Tuhan tidak hanya hadir dalam bentuk yang sakral dan abstrak, tetapi juga dalam pengalaman hidup, dalam tubuh-tubuh yang berjuang melawan ketakadilan.
Kamu juga bisa melihat Tuhan pada angin sepoi-sepoi yang menenangkan pikiran yang gelisah dan sungai yang mengalir tanpa henti, memberi kehidupan bagi banyak orang.
Apakah pencarian spiritual kita selama ini terlalu terikat pada simbol-simbol yang jauh, sementara Tuhan justru hadir dalam kemanusiaan yang nyata?

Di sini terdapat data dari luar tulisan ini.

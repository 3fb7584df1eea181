// Copyright (c) 2025 Kirky.X
//
// Licensed under the MIT License
// See LICENSE file in the project root for full license information.

use metrics::counter;
use serde_json::Value;
use std::sync::Arc;
use std::time::Duration;
use tracing::{debug, info, warn};

use crate::domain::models::guild::GuildRecord;
use crate::domain::models::warming::{PrewarmSummary, RosterCollection, WarmTarget, WarmingReport};
use crate::domain::repositories::list_sink::{ListSink, SinkError};
use crate::domain::services::polling_service::PollingService;
use crate::infrastructure::metrics::IDENTIFIERS_FAILED_TOTAL;
use crate::utils::dedup::unique_in_order;
use crate::utils::url_utils::build_endpoint_url;
use crate::utils::validators::is_valid_search_query;

/// 预热配置
#[derive(Debug, Clone)]
pub struct WarmingConfig {
    /// 缓存接口地址
    pub base_url: String,
    /// 区域代码
    pub region: String,
    /// 每次请求之后的固定间隔
    pub throttle: Duration,
    /// 是否预热搜索接口
    pub warm_search: bool,
    /// 档案失败列表名
    pub failed_profiles_name: String,
    /// 搜索失败列表名
    pub failed_searches_name: String,
}

impl Default for WarmingConfig {
    fn default() -> Self {
        Self {
            base_url: "http://localhost:8001".to_string(),
            region: "EU".to_string(),
            throttle: Duration::from_millis(200),
            warm_search: false,
            failed_profiles_name: "failed_profiles.txt".to_string(),
            failed_searches_name: "failed_searches.txt".to_string(),
        }
    }
}

/// 缓存预热服务
///
/// 先获取所有公会并收集成员标识，去重后逐个轮询档案接口，
/// 可选地再轮询家族名搜索接口。所有请求严格串行。
pub struct WarmingService {
    poller: PollingService,
    sink: Arc<dyn ListSink>,
    config: WarmingConfig,
}

impl WarmingService {
    pub fn new(poller: PollingService, sink: Arc<dyn ListSink>, config: WarmingConfig) -> Self {
        Self {
            poller,
            sink,
            config,
        }
    }

    /// 执行完整预热
    ///
    /// # 参数
    ///
    /// * `guilds` - 公会名称列表
    ///
    /// # 返回值
    ///
    /// * `Ok(PrewarmSummary)` - 各阶段统计
    /// * `Err(SinkError)` - 失败列表保存失败
    pub async fn run(&self, guilds: &[String]) -> Result<PrewarmSummary, SinkError> {
        let roster = self.collect_roster(guilds).await;

        let profiles = self
            .warm(WarmTarget::Profiles, &roster.profile_targets)
            .await?;

        let searches = if self.config.warm_search {
            Some(self.warm(WarmTarget::Searches, &roster.family_names).await?)
        } else {
            None
        };

        Ok(PrewarmSummary {
            roster,
            profiles,
            searches,
        })
    }

    /// 获取所有公会并收集成员标识（保留重复）
    ///
    /// 没有返回数据（或返回空对象/空数组）的公会被跳过
    pub async fn collect_roster(&self, guilds: &[String]) -> RosterCollection {
        let mut roster = RosterCollection::default();

        for guild in guilds {
            let url = build_endpoint_url(
                &self.config.base_url,
                "/v1/guild",
                &[("guildName", guild.as_str()), ("region", self.config.region.as_str())],
            );
            info!("Fetching guild: {}", guild);

            let body = self
                .poller
                .poll(&url, &format!("guild:{}", guild))
                .await
                .filter(|body| !is_blank(body));

            let Some(body) = body else {
                warn!("Skipping guild {}: no data", guild);
                roster.guilds_failed.push(guild.clone());
                continue;
            };

            let record = GuildRecord::from_value(&body);
            let profile_targets = record.profile_targets();
            info!("  members: {}", profile_targets.len());

            roster.guilds_fetched += 1;
            roster.profile_targets.extend(profile_targets);
            roster.family_names.extend(record.family_names());

            // only successful guild fetches are throttled
            tokio::time::sleep(self.config.throttle).await;
        }

        roster
    }

    /// 对一组标识执行预热
    ///
    /// 标识先去重；搜索目标会跳过不合法的关键字（不计入失败）。
    /// 每个标识请求后都会等待固定间隔，失败列表非空时在结束时保存。
    pub async fn warm(
        &self,
        target: WarmTarget,
        identifiers: &[String],
    ) -> Result<WarmingReport, SinkError> {
        let unique = unique_in_order(identifiers.iter().map(String::as_str));
        let total = unique.len();
        match target {
            WarmTarget::Profiles => info!("Total unique profiles: {}", total),
            WarmTarget::Searches => info!("Total unique family names: {}", total),
        }

        let mut report = WarmingReport::new(target, total);

        for (idx, identifier) in unique.iter().enumerate() {
            if target.requires_query_validation() && !is_valid_search_query(identifier) {
                debug!("Skipping invalid search query: {:?}", identifier);
                report.skipped += 1;
                continue;
            }

            let url = build_endpoint_url(
                &self.config.base_url,
                target.path(),
                &target.query_params(identifier, &self.config.region),
            );
            let label = format!("{}:{}/{}", target.label_prefix(), idx + 1, total);
            info!("Fetching {}", label);

            report.attempted += 1;
            if self.poller.poll(&url, &label).await.is_none() {
                counter!(IDENTIFIERS_FAILED_TOTAL, "kind" => target.as_str()).increment(1);
                report.failures.push(identifier.clone());
            }

            tokio::time::sleep(self.config.throttle).await;
        }

        if !report.failures.is_empty() {
            let name = self.failure_list_name(target);
            self.sink.persist(name, &report.failures).await?;
            warn!(
                "Failed {}: {} (saved to {})",
                target.as_str(),
                report.failures.len(),
                name
            );
        }

        info!(
            "Warmed {}: {} ok, {} failed, {} skipped",
            target.as_str(),
            report.succeeded(),
            report.failures.len(),
            report.skipped
        );

        Ok(report)
    }

    fn failure_list_name(&self, target: WarmTarget) -> &str {
        match target {
            WarmTarget::Profiles => &self.config.failed_profiles_name,
            WarmTarget::Searches => &self.config.failed_searches_name,
        }
    }
}

fn is_blank(body: &Value) -> bool {
    match body {
        Value::Null => true,
        Value::Object(map) => map.is_empty(),
        Value::Array(items) => items.is_empty(),
        _ => false,
    }
}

Apakah pencarian Tuhan harus selalu bersifat mistis, atau justru bisa ditemukan dalam tindakan welas asih terhadap sesama?
Lihat map, tahu jalan
Lihat kompas, tahu arah
Lihat jam, tahu waktu
Lihat bulan? tahu arus
Perjalanan residensi ini membawa aku lebih dari sekedar penelitian, ia menjadi refleksi pribadi yang mendalam. Aku memulai dengan tujuan sederhana; memahami hubungan bapak dengan sungai dan laut, yang telah menjadi bagian penting dan urat nadi di hidupnya. Rasa penasaranku terhadap pengalamannya membawaku ke semesta yang lebih besar. Dari sungai, aku akhirnya bisa mengenal Bapak lebih dalam. Aku menemukan pengetahuan lokal yang berakar pada kearifan alam, kisah keluarga yang terukir dalam sejarah migrasi, dan bagaimana keduanya mempengaruhi identitasku sebagai individu yang terhubung dengan masa lalu dan lingkungan tempat aku tumbuh.
Bapak adalah seorang pria sederhana dan cukup religius. Sejak kecil ia menjadi bagian integral dari laut. Bapak adalah seorang anak buah kapal selama lebih dari dua dekade, menjalani kehidupannya di laut dan sungai, menjadikannya saksi bisu dan pelaku aktif dari dinamika alam yang terus berubah. Sungai dan laut bukan sekadar medium transportasi baginya, tetapi juga adalah guru yang sabar, mengajarkan pelajaran yang berharga tentang ritme alam. Dalam narasi ini, aku menelusuri bagaimana bapak dan komunitas lokalnya meniti arus kehidupan dan membagikan pengetahuannya seputar sungai dan laut.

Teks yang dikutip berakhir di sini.